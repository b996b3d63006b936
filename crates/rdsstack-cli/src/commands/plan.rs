//! `rdsstack plan`: Display the resources in creation order.

use clap::Args;
use rdsstack_construct::synth::deployment_order;

use crate::commands::AppArgs;

/// Arguments for the `plan` command.
#[derive(Args, Debug)]
pub struct PlanArgs {
    /// Also show construct paths.
    #[arg(short, long)]
    pub verbose: bool,
}

/// Executes the `plan` command.
///
/// Builds the stack, applies its aspects, and lists every resource after
/// the resources it depends on. Unanswered lookups are reported instead
/// of failing.
///
/// # Errors
///
/// Returns an error if construction or ordering fails.
pub fn execute(app: &AppArgs, args: PlanArgs) -> anyhow::Result<()> {
    let mut tree = crate::app::build(app)?;
    tree.apply_aspects();

    for stack in tree.stacks() {
        let order = deployment_order(&tree, stack)?;
        let title = format!("Deployment Plan for: {}", tree.node(stack).id());
        println!("{title}");
        println!("{}", "\u{2550}".repeat(title.chars().count()));
        println!();

        for planned in &order {
            println!("  + {:<44} {}", planned.logical_id, planned.type_name);
            if args.verbose {
                println!("      path: {}", planned.path);
            }
        }
        println!();
        println!("  {} resource(s) will be created.", order.len());
    }

    let missing = tree.missing_context();
    if !missing.is_empty() {
        println!();
        println!("  Missing context (synth will fail until these are cached):");
        for m in missing {
            println!("    {} [{}]", m.key, m.stack);
        }
    }
    Ok(())
}
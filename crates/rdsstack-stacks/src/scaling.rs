//! Serverless v2 capacity bounds, applied as an aspect.

use rdsstack_common::constants::{SERVERLESS_V2_MAX_CAPACITY, SERVERLESS_V2_MIN_CAPACITY};
use rdsstack_construct::resources::{CfnResource, ServerlessV2Scaling};
use rdsstack_construct::{Aspect, Node, NodeKind};

/// Sets `ServerlessV2ScalingConfiguration` on every cluster it visits.
///
/// Only `AWS::RDS::DBCluster` resources are touched. Visiting twice leaves
/// the same bounds in place.
#[derive(Debug, Clone, Copy, PartialEq)]
pub struct ServerlessV2ScalingAspect {
    min_capacity: f64,
    max_capacity: f64,
}

impl ServerlessV2ScalingAspect {
    /// Aspect with explicit bounds in ACUs.
    #[must_use]
    pub const fn new(min_capacity: f64, max_capacity: f64) -> Self {
        Self {
            min_capacity,
            max_capacity,
        }
    }
}

impl Default for ServerlessV2ScalingAspect {
    fn default() -> Self {
        Self::new(SERVERLESS_V2_MIN_CAPACITY, SERVERLESS_V2_MAX_CAPACITY)
    }
}

impl Aspect for ServerlessV2ScalingAspect {
    fn visit(&self, node: &mut Node) {
        if let NodeKind::Resource(res) = &mut node.kind {
            if let CfnResource::DbCluster(cluster) = &mut res.resource {
                cluster.serverless_v2_scaling = Some(ServerlessV2Scaling {
                    min_capacity: self.min_capacity,
                    max_capacity: self.max_capacity,
                });
            }
        }
    }
}
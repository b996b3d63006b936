//! The basic program: an auto-pausing serverless MySQL 5.7 cluster.

use std::time::Duration;

use rdsstack_common::config::Configuration;
use rdsstack_common::constants::{
    AUTO_PAUSE_MINUTES, BASIC_NAME_PREFIX, BASIC_OWNER_TAG, BASIC_STACK_NAME, DEFAULT_DB_PORT,
};
use rdsstack_common::error::Result;
use rdsstack_common::types::{Naming, Tags};
use rdsstack_construct::resources::RemovalPolicy;
use rdsstack_construct::{ConstructTree, NodeId, StackProps, TagAspect};

use crate::cluster::{ClusterEngine, ServerlessCluster, ServerlessClusterProps};
use crate::credentials::Credentials;
use crate::network::{IngressScope, NetworkContext, NetworkOptions, assemble_network};
use crate::outputs::{ConnectionDetails, OutputKeys, OutputSet, emit_outputs};

/// Handles to what [`build_basic_stack`] created.
#[derive(Debug, Clone)]
pub struct BasicStack {
    /// The stack.
    pub stack: NodeId,
    /// VPC, subnet group, and security group.
    pub network: NetworkContext,
    /// The cluster.
    pub cluster: ServerlessCluster,
    /// Connection outputs.
    pub outputs: OutputSet,
}

/// Builds the basic stack into `tree`.
///
/// Every construct id carries the `AcornRdsCluster` prefix. The security
/// group admits the database port from private and public subnets, and
/// every resource of the cluster is tagged as owned by the stack.
///
/// # Errors
///
/// Returns an error if the VPC lookup or any construct fails.
pub fn build_basic_stack(
    tree: &mut ConstructTree,
    config: &Configuration,
    global_tags: &Tags,
) -> Result<BasicStack> {
    let naming = Naming::new(BASIC_NAME_PREFIX);
    let stack = tree.add_stack(
        BASIC_STACK_NAME,
        StackProps {
            env: config.env.clone(),
            tags: global_tags.clone(),
            ..StackProps::default()
        },
    )?;

    let network = assemble_network(
        tree,
        stack,
        &naming,
        &NetworkOptions {
            vpc_id: config.instance.vpc_id.clone(),
            port: DEFAULT_DB_PORT,
            ingress: IngressScope::PrivateAndPublic,
            subnet_group_description: "RDS SUBNETS...".into(),
            security_group_description: "Acorn created Rds security group".into(),
        },
    )?;

    let credentials = Credentials::from_generated_secret(config.instance.admin_username.as_str());
    let cluster = ServerlessCluster::new(
        tree,
        stack,
        &naming.item(BASIC_STACK_NAME),
        &ServerlessClusterProps {
            engine: ClusterEngine::AuroraMysql(None),
            credentials: &credentials,
            network: &network,
            auto_pause: Some(Duration::from_secs(AUTO_PAUSE_MINUTES * 60)),
            copy_tags_to_snapshot: true,
            removal_policy: RemovalPolicy::Snapshot,
        },
    )?;
    tree.add_aspect(cluster.node, TagAspect::new(BASIC_OWNER_TAG, naming.item("-Owned")));

    let outputs = emit_outputs(
        tree,
        stack,
        &OutputKeys::basic(&naming),
        ConnectionDetails {
            endpoint: &cluster.endpoint,
            username: credentials.username(),
            secret_arn: &cluster.secret_arn(),
        },
    )?;

    tracing::info!(stack = BASIC_STACK_NAME, environment = %config.env, "assembled basic stack");
    Ok(BasicStack {
        stack,
        network,
        cluster,
        outputs,
    })
}
//! Resource dependency graph using `petgraph`.
//!
//! Builds a directed acyclic graph from the references between the
//! resources of one stack and resolves a creation order.

use std::collections::HashMap;

use petgraph::graph::NodeIndex;
use rdsstack_common::error::{Result, StackError};

use crate::tree::{ConstructTree, NodeId, NodeKind};

/// A dependency graph of the resources of one stack.
#[derive(Debug)]
pub struct DependencyGraph {
    /// Stack name, used in error messages.
    stack: String,
    /// Internal petgraph representation.
    graph: petgraph::Graph<NodeId, ()>,
    /// Construct to graph node mapping.
    index: HashMap<NodeId, NodeIndex>,
}

impl DependencyGraph {
    /// Creates an empty dependency graph.
    #[must_use]
    pub fn new(stack: impl Into<String>) -> Self {
        Self {
            stack: stack.into(),
            graph: petgraph::Graph::new(),
            index: HashMap::new(),
        }
    }

    /// Builds the graph of every resource in `stack`.
    ///
    /// # Errors
    ///
    /// Returns an error if a resource refers to a construct that is not a
    /// resource or that lives in another stack.
    pub fn for_stack(tree: &ConstructTree, stack: NodeId) -> Result<Self> {
        let mut graph = Self::new(tree.node(stack).id());
        let resources: Vec<NodeId> = tree
            .subtree(stack)
            .into_iter()
            .filter(|&n| tree.resource(n).is_some())
            .collect();

        for &res in &resources {
            let _ = graph.add_resource(res);
        }

        for &res in &resources {
            let Some(node) = tree.resource(res) else {
                continue;
            };
            for target in node.references() {
                check_reference(tree, stack, res, target)?;
                graph.add_dependency(res, target);
            }
        }

        tracing::debug!(
            stack = %graph.stack,
            resources = graph.graph.node_count(),
            edges = graph.graph.edge_count(),
            "built dependency graph"
        );
        Ok(graph)
    }

    /// Adds a resource node to the graph; adding twice is a no-op.
    pub fn add_resource(&mut self, resource: NodeId) -> NodeIndex {
        if let Some(&idx) = self.index.get(&resource) {
            return idx;
        }
        let idx = self.graph.add_node(resource);
        let _ = self.index.insert(resource, idx);
        idx
    }

    /// Adds a dependency edge: `dependent` depends on `dependency`.
    ///
    /// The graph edge points from `dependency` to `dependent`
    /// so that topological sort yields dependencies first.
    pub fn add_dependency(&mut self, dependent: NodeId, dependency: NodeId) {
        let from = self.add_resource(dependency);
        let to = self.add_resource(dependent);
        if self.graph.find_edge(from, to).is_none() {
            let _ = self.graph.add_edge(from, to, ());
        }
    }

    /// Returns a creation order: dependencies first.
    ///
    /// # Errors
    ///
    /// Returns an error if the graph contains cycles.
    pub fn resolve_order(&self) -> Result<Vec<NodeId>> {
        match petgraph::algo::toposort(&self.graph, None) {
            Ok(indices) => Ok(indices
                .iter()
                .filter_map(|&idx| self.graph.node_weight(idx).copied())
                .collect()),
            Err(_cycle) => Err(StackError::CyclicDependency {
                stack: self.stack.clone(),
            }),
        }
    }
}

/// Checks that `to` is a resource of `stack`.
pub(crate) fn check_reference(
    tree: &ConstructTree,
    stack: NodeId,
    from: NodeId,
    to: NodeId,
) -> Result<()> {
    if to.index() >= tree.len() || !matches!(tree.node(to).kind, NodeKind::Resource(_)) {
        return Err(StackError::UnresolvableReference {
            from: tree.path(from),
            to: if to.index() < tree.len() {
                tree.path(to)
            } else {
                format!("#{to}")
            },
        });
    }
    if tree.stack_of(to) != Some(stack) {
        return Err(StackError::CrossStackReference {
            from: tree.path(from),
            to: tree.path(to),
        });
    }
    Ok(())
}

#[cfg(test)]
mod tests {
    use rdsstack_common::types::Tags;

    use super::*;
    use crate::resources::{CfnDbSubnetGroup, CfnResource, CfnSecretTargetAttachment, ResourceNode};
    use crate::token::Value;
    use crate::tree::StackProps;

    fn subnet_group() -> ResourceNode {
        ResourceNode::new(CfnResource::DbSubnetGroup(CfnDbSubnetGroup {
            description: "d".into(),
            subnet_ids: Vec::new(),
            tags: Tags::new(),
        }))
    }

    fn attachment(secret: Value, target: Value) -> ResourceNode {
        ResourceNode::new(CfnResource::SecretTargetAttachment(CfnSecretTargetAttachment {
            secret,
            target,
            target_type: "AWS::RDS::DBCluster".into(),
        }))
    }

    #[test]
    fn empty_graph_resolves_to_empty() {
        let graph = DependencyGraph::new("s");
        let order = graph.resolve_order().expect("should resolve");
        assert!(order.is_empty());
    }

    #[test]
    fn references_order_dependencies_first() {
        let mut tree = ConstructTree::new();
        let stack = tree.add_stack("s", StackProps::default()).expect("stack");
        let a = tree.add_resource(stack, "A", subnet_group()).expect("a");
        let b = tree.add_resource(stack, "B", subnet_group()).expect("b");
        let att = tree
            .add_resource(stack, "Att", attachment(Value::Ref(b), Value::Ref(a)))
            .expect("att");

        let graph = DependencyGraph::for_stack(&tree, stack).expect("graph");
        let order = graph.resolve_order().expect("should resolve");
        let pos = |n: NodeId| order.iter().position(|&o| o == n).expect("present");
        assert_eq!(order.len(), 3);
        assert!(pos(a) < pos(att));
        assert!(pos(b) < pos(att));
    }

    #[test]
    fn explicit_depends_on_is_an_edge() {
        let mut tree = ConstructTree::new();
        let stack = tree.add_stack("s", StackProps::default()).expect("stack");
        let a = tree.add_resource(stack, "A", subnet_group()).expect("a");
        let b = tree
            .add_resource(stack, "B", subnet_group().with_dependency(a))
            .expect("b");

        let order = DependencyGraph::for_stack(&tree, stack)
            .and_then(|g| g.resolve_order())
            .expect("order");
        assert_eq!(order, vec![a, b]);
    }

    #[test]
    fn cycle_detection() {
        let mut graph = DependencyGraph::new("s");
        let a = NodeId::from_index(1);
        let b = NodeId::from_index(2);
        graph.add_dependency(a, b);
        graph.add_dependency(b, a);

        let msg = graph.resolve_order().unwrap_err().to_string();
        assert!(msg.contains("cyclic"), "got: {msg}");
    }

    #[test]
    fn cross_stack_reference_is_rejected() {
        let mut tree = ConstructTree::new();
        let one = tree.add_stack("one", StackProps::default()).expect("one");
        let two = tree.add_stack("two", StackProps::default()).expect("two");
        let foreign = tree.add_resource(two, "A", subnet_group()).expect("a");
        let _ = tree
            .add_resource(one, "Att", attachment(Value::Ref(foreign), Value::literal("x")))
            .expect("att");

        let err = DependencyGraph::for_stack(&tree, one).unwrap_err();
        assert!(matches!(err, StackError::CrossStackReference { .. }), "got: {err}");
    }

    #[test]
    fn reference_to_non_resource_is_rejected() {
        let mut tree = ConstructTree::new();
        let stack = tree.add_stack("s", StackProps::default()).expect("stack");
        let _ = tree
            .add_resource(stack, "Att", attachment(Value::Ref(stack), Value::literal("x")))
            .expect("att");

        let err = DependencyGraph::for_stack(&tree, stack).unwrap_err();
        assert!(matches!(err, StackError::UnresolvableReference { .. }), "got: {err}");
    }
}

────────────────

• [Task description]:
Working through the records above, copy each line in which "contains" is found.

• [Result for this exercise]:
    /// Returns an error if the graph contains cycles.
        assert!(msg.contains("cyclic"), "got: {msg}");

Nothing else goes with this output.